The ghost-town ambiance was enhanced by the periodic dust storms that swept through the region and blanketed everything with almond-toned grit. They were sort of exciting to observe, from the safety of my living room, and I sat with my face pressed against the window watching the dust whip and swirl through the empty streets. Someone had said the dust blew in from the Saudi Arabian desert, which made it sound very romantic, but there were so many people spouting off random, unsubstantiated theories about Iraq that I decided to remain content in my ignorance of the actual facts, rather than make myself rabidly crazy trying to get a straight, confirmed answer.

For example, the population of the cities in Iraq seemed to be nothing more than general guesses. After a Google search I found that Erbil’s population ranged from an unlikely 170,000 to 3.3 million within the short span of seven years. After my second visit to the master statisticians at Security, I was confident they were probably counting me as two people. Who knew what the real number was?

In spite of my despair at the diminished luster of my former home-away-from-home, life still had to go on, and Steve and I settled into a comfortable routine, not unlike an old, sexless married couple. After class we would make lunch, and then bring it out to one of the deck tables to eat while we enjoyed the sun and took in the lazy neighborhood vibe.

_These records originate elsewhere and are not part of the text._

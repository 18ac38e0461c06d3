//! In-process change notifications.
//!
//! Each repository owns its own [`EventBus`]; nothing is dispatched
//! globally. Delivery is synchronous: by the time the call that triggered an
//! event returns, every subscriber has seen it.

use std::sync::{mpsc, Arc};

use parking_lot::Mutex;
use uuid::Uuid;

/// Change published by the repository.
#[derive(Debug, Clone, PartialEq, Eq)]
pub enum SquadEvent {
    /// A squad was added to or deleted from the list.
    SquadListChanged,
    /// A stored squad was modified.
    SquadUpdated {
        /// Affected squad.
        squad: Uuid,
    },
    /// A member joined a squad.
    MemberAdded {
        /// Affected squad.
        squad: Uuid,
        /// New member.
        member: Uuid,
    },
    /// A member left a squad.
    MemberRemoved {
        /// Affected squad.
        squad: Uuid,
        /// Removed member.
        member: Uuid,
    },
    /// The total point cost of a squad changed.
    CostChanged {
        /// Affected squad.
        squad: Uuid,
        /// Cost before the change.
        previous: i32,
        /// Cost after the change.
        current: i32,
    },
}

/// Token returned by [`EventBus::subscribe`].
#[derive(Debug, Clone, Copy, PartialEq, Eq, Hash)]
pub struct Subscription(u64);

type Callback = Arc<dyn Fn(&SquadEvent) + Send + Sync>;

/// Observer registry with synchronous delivery.
#[derive(Default)]
pub struct EventBus {
    inner: Mutex<Subscribers>,
}

#[derive(Default)]
struct Subscribers {
    next_id: u64,
    callbacks: Vec<(Subscription, Callback)>,
    channels: Vec<mpsc::Sender<SquadEvent>>,
}

impl EventBus {
    /// Create a bus without subscribers.
    pub fn new() -> Self {
        Self::default()
    }

    /// Register a callback invoked for every published event.
    pub fn subscribe(&self, callback: impl Fn(&SquadEvent) + Send + Sync + 'static) -> Subscription {
        let mut inner = self.inner.lock();
        let token = Subscription(inner.next_id);
        inner.next_id += 1;
        inner.callbacks.push((token, Arc::new(callback)));
        token
    }

    /// Remove a callback; returns whether it was registered.
    pub fn unsubscribe(&self, token: Subscription) -> bool {
        let mut inner = self.inner.lock();
        let before = inner.callbacks.len();
        inner.callbacks.retain(|(existing, _)| *existing != token);
        inner.callbacks.len() != before
    }

    /// Receive events through a channel. The sender side is dropped once the
    /// receiver goes away.
    pub fn subscribe_channel(&self) -> mpsc::Receiver<SquadEvent> {
        let (sender, receiver) = mpsc::channel();
        self.inner.lock().channels.push(sender);
        receiver
    }

    /// Deliver `event` to every subscriber before returning.
    pub fn publish(&self, event: &SquadEvent) {
        // Callbacks run without the lock held so they may (un)subscribe.
        let callbacks: Vec<Callback> = {
            let mut inner = self.inner.lock();
            inner
                .channels
                .retain(|sender| sender.send(event.clone()).is_ok());
            inner
                .callbacks
                .iter()
                .map(|(_, callback)| Arc::clone(callback))
                .collect()
        };
        for callback in callbacks {
            callback(event);
        }
    }

    /// Number of live subscribers.
    pub fn subscriber_count(&self) -> usize {
        let inner = self.inner.lock();
        inner.callbacks.len() + inner.channels.len()
    }
}

impl std::fmt::Debug for EventBus {
    fn fmt(&self, f: &mut std::fmt::Formatter<'_>) -> std::fmt::Result {
        let inner = self.inner.lock();
        f.debug_struct("EventBus")
            .field("callbacks", &inner.callbacks.len())
            .field("channels", &inner.channels.len())
            .finish()
    }
}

We had also befriended a sassy little kitty cat who seemed kind of stray, but kind of not. He was mostly white with gray and brown patches, and had the sweetest little face. He would run right up to us and try to rub against our legs. At first I was wary of touching him (Number 5 in the Cultural Awareness pamphlet—don’t touch stray animals), and Crazy Andy would start bellowing about scabies, but I gave him a close once-over, and he seemed surprisingly healthy and clean for a stray, and I had seen him groom himself on numerous occasions. It is not smart to touch stray animals anywhere, but I just couldn’t help myself—I loved him! I named him George, like the Bugs Bunny cartoon where the giant Abominable Snowman wants to hug Bugs and squeeze him and keep him and call him George. I wanted to hug, squeeze, and keep this little kitty cat, but I knew that I could really only get away with the “call him George” part. I kind of felt like I was cheating on Herb, but it was fun when Georgie became part of our daily routine. He magically appeared around 11:00 a.m. every day, when the students started showing up.

Georgie was a social kitty and preferred to be around people. I suppose he also preferred to be around the turkey I was leaving in the heavy glass ashtray I had designated as his food dish.

If Georgie was out roaming the neighborhood, and I saw him in the distance, I would call “Georgie!” and clap my hands, and his ears would perk up and he would come bounding down the street and through our front yard. He was the sweetest, cuddliest kitty, and would just crawl into my lap and then fall asleep. Before we could stop him, Georgie would run right into the villa if the sliding glass door was open, and after a while I just got used to him coming into the classroom while I was preparing for class. He would jump into my lap and make himself comfortable while I sat at the computer. In one of his increasingly rare Old Warren moments, while visiting Erbil, he had given Georgie the clever last name of Catstanza.

Georgie was the one shining spot in the rapidly downward-spiraling world of Erbil. There would be occasional days when he wouldn’t show up and I would worry about him—was he getting anything to eat? Were other people in the compound feeding him and giving him water? Katherine confirmed that she had seen him in her neck of the compound, five blocks away, being fed by one of her neighbors. I was only jealous for a second, and then felt relieved that he was being cared for by other people too.